# Material for the task:
###

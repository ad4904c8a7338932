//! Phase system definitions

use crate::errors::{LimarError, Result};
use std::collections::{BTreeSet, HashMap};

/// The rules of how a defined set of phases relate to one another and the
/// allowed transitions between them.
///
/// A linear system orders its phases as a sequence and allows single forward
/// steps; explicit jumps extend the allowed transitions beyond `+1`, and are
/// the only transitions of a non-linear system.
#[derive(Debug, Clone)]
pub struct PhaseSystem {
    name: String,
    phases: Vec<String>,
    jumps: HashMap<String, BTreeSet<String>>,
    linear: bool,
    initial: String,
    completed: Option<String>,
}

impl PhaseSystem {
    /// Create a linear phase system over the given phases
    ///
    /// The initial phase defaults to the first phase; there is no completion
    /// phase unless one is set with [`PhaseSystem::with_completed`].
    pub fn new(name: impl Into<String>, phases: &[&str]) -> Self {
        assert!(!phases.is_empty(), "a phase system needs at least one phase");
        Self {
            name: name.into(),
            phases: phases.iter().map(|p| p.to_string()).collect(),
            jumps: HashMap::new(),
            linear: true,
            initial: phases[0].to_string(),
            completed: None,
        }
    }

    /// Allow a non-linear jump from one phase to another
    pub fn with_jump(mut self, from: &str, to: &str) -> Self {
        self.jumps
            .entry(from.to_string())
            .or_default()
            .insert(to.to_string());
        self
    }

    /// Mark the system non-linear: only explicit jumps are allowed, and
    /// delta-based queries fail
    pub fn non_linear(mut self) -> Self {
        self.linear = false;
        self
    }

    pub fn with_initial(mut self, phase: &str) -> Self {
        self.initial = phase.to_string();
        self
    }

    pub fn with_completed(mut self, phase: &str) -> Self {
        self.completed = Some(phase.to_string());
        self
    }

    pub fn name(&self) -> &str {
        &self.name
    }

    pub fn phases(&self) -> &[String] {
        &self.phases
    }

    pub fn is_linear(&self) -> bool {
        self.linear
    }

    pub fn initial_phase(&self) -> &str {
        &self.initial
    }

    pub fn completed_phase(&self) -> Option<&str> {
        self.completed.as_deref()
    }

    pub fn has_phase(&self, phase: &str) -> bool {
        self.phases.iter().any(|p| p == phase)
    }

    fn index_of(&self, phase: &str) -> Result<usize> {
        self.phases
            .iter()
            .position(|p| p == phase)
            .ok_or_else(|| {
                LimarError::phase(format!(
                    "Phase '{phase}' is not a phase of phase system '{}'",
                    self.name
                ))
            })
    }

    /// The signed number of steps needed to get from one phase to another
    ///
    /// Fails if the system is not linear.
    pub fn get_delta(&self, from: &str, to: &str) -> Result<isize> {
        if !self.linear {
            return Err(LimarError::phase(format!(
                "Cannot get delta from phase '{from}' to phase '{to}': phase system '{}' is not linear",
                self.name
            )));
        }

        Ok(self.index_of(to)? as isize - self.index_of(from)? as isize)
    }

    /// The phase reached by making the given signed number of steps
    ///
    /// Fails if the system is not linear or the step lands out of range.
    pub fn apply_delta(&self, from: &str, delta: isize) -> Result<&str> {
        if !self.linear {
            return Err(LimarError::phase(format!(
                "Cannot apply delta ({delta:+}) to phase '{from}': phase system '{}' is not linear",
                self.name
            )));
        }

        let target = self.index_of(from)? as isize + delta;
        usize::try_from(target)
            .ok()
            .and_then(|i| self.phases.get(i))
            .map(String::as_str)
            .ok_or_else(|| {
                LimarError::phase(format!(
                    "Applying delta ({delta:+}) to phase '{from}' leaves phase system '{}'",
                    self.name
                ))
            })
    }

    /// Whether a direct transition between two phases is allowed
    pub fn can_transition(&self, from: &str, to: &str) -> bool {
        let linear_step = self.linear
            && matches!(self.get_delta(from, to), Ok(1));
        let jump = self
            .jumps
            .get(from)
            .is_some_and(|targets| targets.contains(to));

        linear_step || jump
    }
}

###

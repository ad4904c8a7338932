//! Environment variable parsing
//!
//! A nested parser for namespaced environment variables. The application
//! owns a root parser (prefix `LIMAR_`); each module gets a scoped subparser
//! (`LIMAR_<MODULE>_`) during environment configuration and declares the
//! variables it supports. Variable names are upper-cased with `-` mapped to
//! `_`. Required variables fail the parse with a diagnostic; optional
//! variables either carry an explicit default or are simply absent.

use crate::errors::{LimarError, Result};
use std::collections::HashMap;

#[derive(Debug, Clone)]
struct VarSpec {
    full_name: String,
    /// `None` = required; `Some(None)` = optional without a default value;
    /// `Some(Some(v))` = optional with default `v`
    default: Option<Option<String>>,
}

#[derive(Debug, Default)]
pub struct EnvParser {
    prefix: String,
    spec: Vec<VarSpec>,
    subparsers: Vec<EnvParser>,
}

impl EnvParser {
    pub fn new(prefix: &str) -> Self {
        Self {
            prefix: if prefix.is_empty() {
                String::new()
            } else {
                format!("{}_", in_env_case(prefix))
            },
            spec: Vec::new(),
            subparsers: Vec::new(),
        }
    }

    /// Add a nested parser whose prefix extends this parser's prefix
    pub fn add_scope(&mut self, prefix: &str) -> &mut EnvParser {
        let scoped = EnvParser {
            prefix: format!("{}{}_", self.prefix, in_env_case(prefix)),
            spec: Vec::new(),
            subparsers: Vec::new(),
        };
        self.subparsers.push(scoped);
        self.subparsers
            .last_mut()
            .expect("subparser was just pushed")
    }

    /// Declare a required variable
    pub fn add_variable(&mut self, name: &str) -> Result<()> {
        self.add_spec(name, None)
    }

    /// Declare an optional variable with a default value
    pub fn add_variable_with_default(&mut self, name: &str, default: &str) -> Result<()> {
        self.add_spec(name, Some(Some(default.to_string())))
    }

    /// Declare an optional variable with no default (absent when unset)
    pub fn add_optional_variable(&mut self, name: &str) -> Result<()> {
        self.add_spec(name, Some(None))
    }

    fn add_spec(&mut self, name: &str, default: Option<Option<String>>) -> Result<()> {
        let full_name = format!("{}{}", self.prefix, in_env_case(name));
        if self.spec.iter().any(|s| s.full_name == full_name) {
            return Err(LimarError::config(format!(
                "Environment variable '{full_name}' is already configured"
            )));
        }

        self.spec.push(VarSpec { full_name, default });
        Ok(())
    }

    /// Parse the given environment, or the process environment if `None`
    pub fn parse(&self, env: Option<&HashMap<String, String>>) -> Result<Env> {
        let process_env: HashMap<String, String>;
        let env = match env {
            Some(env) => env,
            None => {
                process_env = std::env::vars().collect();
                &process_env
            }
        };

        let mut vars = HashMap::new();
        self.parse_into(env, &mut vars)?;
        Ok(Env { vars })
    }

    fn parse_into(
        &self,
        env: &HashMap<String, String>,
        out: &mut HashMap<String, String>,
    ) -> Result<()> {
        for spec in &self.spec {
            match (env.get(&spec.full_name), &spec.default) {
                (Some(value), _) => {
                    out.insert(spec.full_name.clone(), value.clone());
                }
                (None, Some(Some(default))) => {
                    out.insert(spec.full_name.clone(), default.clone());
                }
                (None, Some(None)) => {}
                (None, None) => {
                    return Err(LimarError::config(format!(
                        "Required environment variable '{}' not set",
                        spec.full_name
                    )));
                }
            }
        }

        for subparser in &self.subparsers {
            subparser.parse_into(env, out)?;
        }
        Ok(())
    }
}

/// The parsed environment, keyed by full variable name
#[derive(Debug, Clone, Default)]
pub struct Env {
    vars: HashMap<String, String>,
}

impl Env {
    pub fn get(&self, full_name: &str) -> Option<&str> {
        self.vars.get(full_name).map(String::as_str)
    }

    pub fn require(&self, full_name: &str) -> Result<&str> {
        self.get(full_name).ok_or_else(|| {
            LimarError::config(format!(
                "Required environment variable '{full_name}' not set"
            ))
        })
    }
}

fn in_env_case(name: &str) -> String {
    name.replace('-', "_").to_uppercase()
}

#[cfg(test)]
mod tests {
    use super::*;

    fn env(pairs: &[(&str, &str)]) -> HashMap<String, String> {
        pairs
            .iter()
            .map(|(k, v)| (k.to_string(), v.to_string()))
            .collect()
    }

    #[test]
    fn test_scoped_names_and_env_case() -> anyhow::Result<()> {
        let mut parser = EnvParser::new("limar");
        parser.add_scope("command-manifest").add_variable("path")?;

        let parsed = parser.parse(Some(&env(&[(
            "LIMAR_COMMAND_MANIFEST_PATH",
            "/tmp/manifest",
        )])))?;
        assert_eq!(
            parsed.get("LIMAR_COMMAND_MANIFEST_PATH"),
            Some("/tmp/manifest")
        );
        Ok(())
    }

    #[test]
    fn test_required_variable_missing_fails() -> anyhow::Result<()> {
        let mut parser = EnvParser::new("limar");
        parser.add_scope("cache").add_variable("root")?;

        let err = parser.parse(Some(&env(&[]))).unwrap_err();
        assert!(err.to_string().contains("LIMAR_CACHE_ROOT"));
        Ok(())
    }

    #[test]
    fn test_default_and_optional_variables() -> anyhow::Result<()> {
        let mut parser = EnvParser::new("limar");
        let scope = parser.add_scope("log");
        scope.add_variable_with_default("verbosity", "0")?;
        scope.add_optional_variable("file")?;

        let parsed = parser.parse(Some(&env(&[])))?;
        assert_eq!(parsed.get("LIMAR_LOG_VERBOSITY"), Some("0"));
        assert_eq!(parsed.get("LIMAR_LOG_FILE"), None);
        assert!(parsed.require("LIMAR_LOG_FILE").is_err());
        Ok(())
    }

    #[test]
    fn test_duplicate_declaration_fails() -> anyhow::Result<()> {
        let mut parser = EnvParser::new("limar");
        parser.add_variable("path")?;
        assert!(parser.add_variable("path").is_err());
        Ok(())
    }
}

###

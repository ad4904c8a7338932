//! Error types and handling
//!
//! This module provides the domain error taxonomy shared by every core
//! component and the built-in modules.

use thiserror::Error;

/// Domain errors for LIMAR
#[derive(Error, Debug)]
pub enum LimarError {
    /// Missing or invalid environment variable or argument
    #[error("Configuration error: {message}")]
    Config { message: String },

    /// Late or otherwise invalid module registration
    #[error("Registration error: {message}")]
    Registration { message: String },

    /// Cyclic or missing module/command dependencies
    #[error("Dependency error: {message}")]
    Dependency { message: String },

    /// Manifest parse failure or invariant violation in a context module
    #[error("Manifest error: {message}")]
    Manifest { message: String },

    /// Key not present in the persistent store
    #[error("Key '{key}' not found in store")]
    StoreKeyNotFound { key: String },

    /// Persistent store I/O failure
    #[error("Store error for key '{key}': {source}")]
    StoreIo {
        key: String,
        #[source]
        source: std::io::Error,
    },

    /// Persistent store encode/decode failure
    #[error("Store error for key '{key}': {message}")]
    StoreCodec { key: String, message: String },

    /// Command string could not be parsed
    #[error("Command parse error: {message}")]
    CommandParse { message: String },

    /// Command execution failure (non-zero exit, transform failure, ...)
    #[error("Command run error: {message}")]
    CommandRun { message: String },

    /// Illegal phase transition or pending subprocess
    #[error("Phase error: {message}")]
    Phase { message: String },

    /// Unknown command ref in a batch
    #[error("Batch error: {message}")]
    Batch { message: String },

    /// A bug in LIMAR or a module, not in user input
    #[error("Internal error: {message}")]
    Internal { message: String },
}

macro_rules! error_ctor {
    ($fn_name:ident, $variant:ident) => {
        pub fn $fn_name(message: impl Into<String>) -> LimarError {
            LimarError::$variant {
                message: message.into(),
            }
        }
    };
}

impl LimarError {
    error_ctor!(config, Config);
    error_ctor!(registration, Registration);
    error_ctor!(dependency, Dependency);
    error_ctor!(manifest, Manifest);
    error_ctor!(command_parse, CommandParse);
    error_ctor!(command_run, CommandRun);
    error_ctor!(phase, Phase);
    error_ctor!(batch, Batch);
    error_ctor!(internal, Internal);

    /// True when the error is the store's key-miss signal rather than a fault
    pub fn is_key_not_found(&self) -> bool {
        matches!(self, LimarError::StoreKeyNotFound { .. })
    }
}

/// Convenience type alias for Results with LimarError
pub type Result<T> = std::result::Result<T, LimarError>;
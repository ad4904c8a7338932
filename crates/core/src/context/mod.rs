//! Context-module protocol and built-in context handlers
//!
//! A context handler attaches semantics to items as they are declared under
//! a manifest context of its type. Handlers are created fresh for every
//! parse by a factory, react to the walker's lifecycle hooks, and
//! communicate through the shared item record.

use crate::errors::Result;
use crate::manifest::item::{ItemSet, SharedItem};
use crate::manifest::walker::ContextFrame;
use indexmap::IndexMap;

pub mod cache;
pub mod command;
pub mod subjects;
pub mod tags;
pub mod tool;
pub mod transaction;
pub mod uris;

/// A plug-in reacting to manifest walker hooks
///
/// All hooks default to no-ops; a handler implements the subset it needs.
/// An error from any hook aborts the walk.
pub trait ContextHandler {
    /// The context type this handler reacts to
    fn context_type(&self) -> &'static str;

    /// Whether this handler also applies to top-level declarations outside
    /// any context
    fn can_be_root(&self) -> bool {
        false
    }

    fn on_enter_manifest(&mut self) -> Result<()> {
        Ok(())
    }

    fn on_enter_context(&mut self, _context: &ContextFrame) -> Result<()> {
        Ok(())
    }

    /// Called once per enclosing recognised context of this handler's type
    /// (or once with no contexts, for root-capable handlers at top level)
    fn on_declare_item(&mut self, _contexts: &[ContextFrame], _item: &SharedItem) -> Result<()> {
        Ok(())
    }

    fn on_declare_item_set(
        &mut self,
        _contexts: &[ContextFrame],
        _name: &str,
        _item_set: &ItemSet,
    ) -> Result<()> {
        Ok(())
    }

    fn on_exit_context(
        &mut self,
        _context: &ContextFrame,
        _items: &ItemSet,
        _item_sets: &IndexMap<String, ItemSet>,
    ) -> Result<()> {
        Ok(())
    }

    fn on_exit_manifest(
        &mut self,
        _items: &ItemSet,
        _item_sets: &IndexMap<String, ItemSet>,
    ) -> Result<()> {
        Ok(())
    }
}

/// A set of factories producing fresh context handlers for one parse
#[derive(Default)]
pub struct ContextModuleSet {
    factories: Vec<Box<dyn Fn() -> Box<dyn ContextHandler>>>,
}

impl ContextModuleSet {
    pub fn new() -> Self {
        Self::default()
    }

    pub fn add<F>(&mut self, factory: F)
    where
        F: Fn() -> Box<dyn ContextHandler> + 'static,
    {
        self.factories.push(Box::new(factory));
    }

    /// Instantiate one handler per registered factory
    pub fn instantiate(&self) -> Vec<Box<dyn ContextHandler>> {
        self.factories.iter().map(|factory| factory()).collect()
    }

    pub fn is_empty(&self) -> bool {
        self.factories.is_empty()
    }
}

###

Using the records above, copy each line that contains "transitions".

/// allowed transitions between them.
/// steps; explicit jumps extend the allowed transitions beyond `+1`, and are
/// the only transitions of a non-linear system.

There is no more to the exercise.